L'oeuvre, ''Xo do to''
Cependant, une sorte de cheveu dans la soupe, le 12ème tableau qui s’isole par la démarche particulière de construction : ’’Xo do to’’, en fon, celui qui porte la parole. Cette toile manifeste une technique mixte de récupération basée sur l’expérience personnelle du créateur Aris qui a inconsciemment oblitéré un objet ramené de la ville, devant servir de socle à une oeuvre. Ainsi, il conclut, devant l’impossibilité de restituer la forme première de l’élément : « Ce que la parole détruit ne peut jamais être reconstitué », ce qui l’amène au concept de la toile exposée : « Le ’’xo do to’’, c’est celui qui parle, il doit être vigilant, il doit savoir parler ; chacun doit pouvoir être un messager positif, c’est cela qui construit le dialogue : on peut tout dire et tout faire, mais il faut savoir y mettre la manière », finit-il.
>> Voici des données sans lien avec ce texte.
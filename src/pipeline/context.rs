//! Inbound message context.
//!
//! Wraps one transport delivery and derives the key used to recognise
//! retried deliveries of the same message.

use chrono::{DateTime, Utc};
use sha2::{Digest, Sha256};

use crate::logging::structured::LogContext;

/// One message as delivered by the transport.
#[derive(Debug, Clone, PartialEq)]
pub struct InboundMessage {
    /// Reporting-party identifier (phone number or chat session id).
    pub session_id: String,
    pub body: String,
    /// Stamped by the service clock when the transport gives none.
    pub received_at: Option<DateTime<Utc>>,
    /// Transport-provided id, e.g. an SMS provider's message SID.
    pub message_id: Option<String>,
}

impl InboundMessage {
    pub fn new(session_id: &str, body: &str) -> Self {
        Self {
            session_id: session_id.to_string(),
            body: body.to_string(),
            received_at: None,
            message_id: None,
        }
    }

    /// Build from raw transport fields. An unparseable timestamp is dropped.
    pub fn from_transport(
        session_id: &str,
        body: &str,
        received_at: Option<&str>,
        message_id: Option<&str>,
    ) -> Self {
        let received_at = received_at.and_then(|ts| {
            DateTime::parse_from_rfc3339(ts)
                .map(|dt| dt.with_timezone(&Utc))
                .ok()
        });

        Self {
            session_id: session_id.to_string(),
            body: body.to_string(),
            received_at,
            message_id: message_id
                .map(str::trim)
                .filter(|id| !id.is_empty())
                .map(str::to_string),
        }
    }

    pub fn with_message_id(mut self, message_id: &str) -> Self {
        self.message_id = Some(message_id.to_string());
        self
    }

    pub fn received_at(mut self, at: DateTime<Utc>) -> Self {
        self.received_at = Some(at);
        self
    }

    /// Replay key: the transport id when present, else a fingerprint of
    /// sender, body and receive time. Without either there is nothing that
    /// distinguishes a retry from a genuine repeat, so no key.
    pub fn dedup_key(&self) -> Option<String> {
        if let Some(id) = &self.message_id {
            return Some(format!("id:{}", id));
        }
        self.received_at.map(|at| {
            let material = format!("{}\n{}\n{}", self.session_id, self.body, at.to_rfc3339());
            format!("fp:{}", compute_hash(&material))
        })
    }

    pub fn log_context(&self) -> LogContext {
        LogContext::new(&self.session_id)
    }
}

/// SHA-256 of the content, hex encoded.
pub fn compute_hash(content: &str) -> String {
    let mut hasher = Sha256::new();
    hasher.update(content.as_bytes());
    hex::encode(hasher.finalize())
}

#[cfg(test)]
mod tests {
    use super::*;

    #[test]
    fn test_compute_hash() {
        let hash = compute_hash("test content");
        assert_eq!(hash.len(), 64);
        assert_eq!(hash, compute_hash("test content"));
    }

    #[test]
    fn test_message_id_wins() {
        let msg = InboundMessage::from_transport(
            "+15550100",
            "help",
            Some("2024-03-01T22:00:00Z"),
            Some("SM123"),
        );
        assert_eq!(msg.dedup_key().as_deref(), Some("id:SM123"));
    }

    #[test]
    fn test_fingerprint_depends_on_time() {
        let a = InboundMessage::from_transport("+15550100", "YES", Some("2024-03-01T22:00:00Z"), None);
        let b = InboundMessage::from_transport("+15550100", "YES", Some("2024-03-01T22:05:00Z"), None);
        let a_key = a.dedup_key().unwrap();
        assert!(a_key.starts_with("fp:"));
        assert_ne!(Some(a_key), b.dedup_key());
    }

    #[test]
    fn test_no_key_without_id_or_time() {
        assert!(InboundMessage::new("+15550100", "YES").dedup_key().is_none());
    }

    #[test]
    fn test_bad_timestamp_and_blank_id_dropped() {
        let msg = InboundMessage::from_transport("s", "hi", Some("yesterday"), Some("  "));
        assert!(msg.received_at.is_none());
        assert!(msg.message_id.is_none());
    }
}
Etienne Arèmon, l’inculturé

Se rapportant au 3ème mousquetaire du concept du ’’Dialogue 3 en 1’’, Etienne Arèmon, 4 toiles, ’’Unité’’, ’’Solidarité’’, ’’Ensemble’’, notamment, révèlent son ancrage dans une profonde force récupératrice. Mais, ’’Dialogue’’ dicte une loi d’airain ; il s’agit d’une installation géométriquement rectangulaire : un tapis couleur rouille foncée réglemente le positionnement des autres objets. A la largeur de face, la carte du Bénin de bois noir, debout, tenant en respect les deux longueurs constituées  de 8 personnages sur chacune d’elles, qui se termine par un support en bois hébergeant, à gauche, une bible et, à droite, le coran.

L'installation, ''Dialogue'', d'Etienne Arèmon
A en croire l’artiste, cette installation, intitulée, ’’Dialogue’’, est un appel à l’entente, à la cohabitation inter-religieuse sans laquelle il n’y a pas de paix. Ainsi, ce qui se laisse identifier comme 16 personnages, ce sont les 16 signes fondamentaux du fâ, « l’alphabet de nos ancêtres », donc, la représentation de la religion endogène africaine, les livres saints incarnant respectivement le christianisme et l’islam. Selon lui, il s’agit, pour lui, par cette œuvre, d’ « éveiller les consciences et d’amener à la culture de la paix », d’où un conseil très édifiant : « Pour amener l’autre à sa religion, c’est par le dialogue, mais, il faut mettre de côté les pratiques religieuses et avoir à l’œil le Bénin, surtout en cette période sensible de l’élection présidentielle de 2016 ».


''Unité'' d'Etienne Arèmon
Une exposition globalement édifiante mais, qui n’a pu connaître la participation au vernissage du Ministre de la Culture, Paul Hounkpè, et de ses Directeurs techniques, parmi lesquels le premier responsable du Fonds d’aide à la culture, l’institution dont le financement a été déterminant dans l’organisation de l’événement. Il n’y a aucun doute que les jours à venir  verront ces autorités aller découvrir le fruit de la création opportune et réaliste de cette crème d’artistes béninois.